Zygmunt Bauman is the most important authority as far as literature on globalization is concerned. Born in 1925 in Poland, his family escaped the invasion of Nazi-German troops at the start of World War II. He has resided in the UK since 1991 where he is a professor of Sociology at the University of Leeds. He is very popular for his comprehensive and informative analysis of the relationships between modernity, postmodern consumerism, and the Holocaust. This paper discusses the concept of globalization as viewed by Bauman. It also assesses the help offered by the concept in understanding the increasing numbers of refugees, asylum seekers, and economic migrants in the world today (p4).

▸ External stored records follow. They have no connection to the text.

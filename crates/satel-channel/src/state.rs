/// The channel's own lifecycle state, independent of the higher-level
/// `ClientStatus` state machine the facade layers on top (which adds
/// reconnect backoff).
#[derive(Debug, Clone, Copy, PartialEq, Eq)]
pub enum ChannelState {
    Idle,
    Connecting,
    Open,
    Closing,
}

/// Who initiated a channel close — determines whether the facade's
/// reconnect loop should run.
#[derive(Debug, Clone, Copy, PartialEq, Eq)]
pub enum CloseSource {
    /// `disconnect()` was called — suppresses auto-reconnect.
    Caller,
    /// The read task hit a fatal transport error.
    ReadTask,
    /// The ping task's write failed.
    PingTask,
    /// The encryption handler rejected a PDU.
    InvalidEncryptionKey,
}

impl CloseSource {
    /// Only an explicit caller-initiated close and a fatal key mismatch
    /// suppress the facade's reconnect loop; every other close is "the
    /// channel died on its own" and should be retried.
    pub fn allows_reconnect(self) -> bool {
        !matches!(self, CloseSource::Caller | CloseSource::InvalidEncryptionKey)
    }
}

One of the most profound ideas about globalization brought out by Bauman was that “globalization cuts both ways”. He argued that globalization valorizes most local aspects culturally and also defines the local as being tribal. Globalization enhances the patterns of domination already in existence. It is more of a reallocation of the world’s vagaries of life in the form of poverty as well as a stigma by the elite than seeking their solution. Today, the community of social science accepts the myth that globalization lacks deliberate or political meaning. Some see it from the surface and assume that observing the pattern of results from globalization is adequate. Others see a challenge requiring political, intellectual as well as deliberate policy reactions (p6).

Indeed globalization is not merely hinged on the most touted symbols in commerce such as the development of global enterprises. It is firmly engraved in the common experiences of certain events such as wars and revolutions regardless of the fact that they happen to specific communities. History shows that the formation of the existing united power blocs especially in the west resulted not from commercial interest but rather from the Cold war in the 1940s. The results have been the drastic reduction in the state’s sovereignty in favor of a larger more powerful union. Globalization is actually inclined towards placing the world under a single free-market capitalist economic framework (Bauman, p8).

According to Bauman, mobility remains a very powerful aspect of globalization. He states that the ongoing war for space will only be won by those with the ability to freely move from place to place. The losers will lose due to their immobility and confinement within territories (p22).


Various forms of displacements occur worldwide. Refugees are those displaced by wars and civil strife back home. They may be displaced to live external to their home country. They may also be displaced but stay within their home countries. The baseline is that they are displaced by war. Asylum seekers are those who flee their home countries for fear of victimization by undemocratic regimes or those who flee in pursuit of ways to escape justice. Economic migrants on the other hand are those who migrate from their home countries due to economic reasons such as to find work or do business (Wolf, p13).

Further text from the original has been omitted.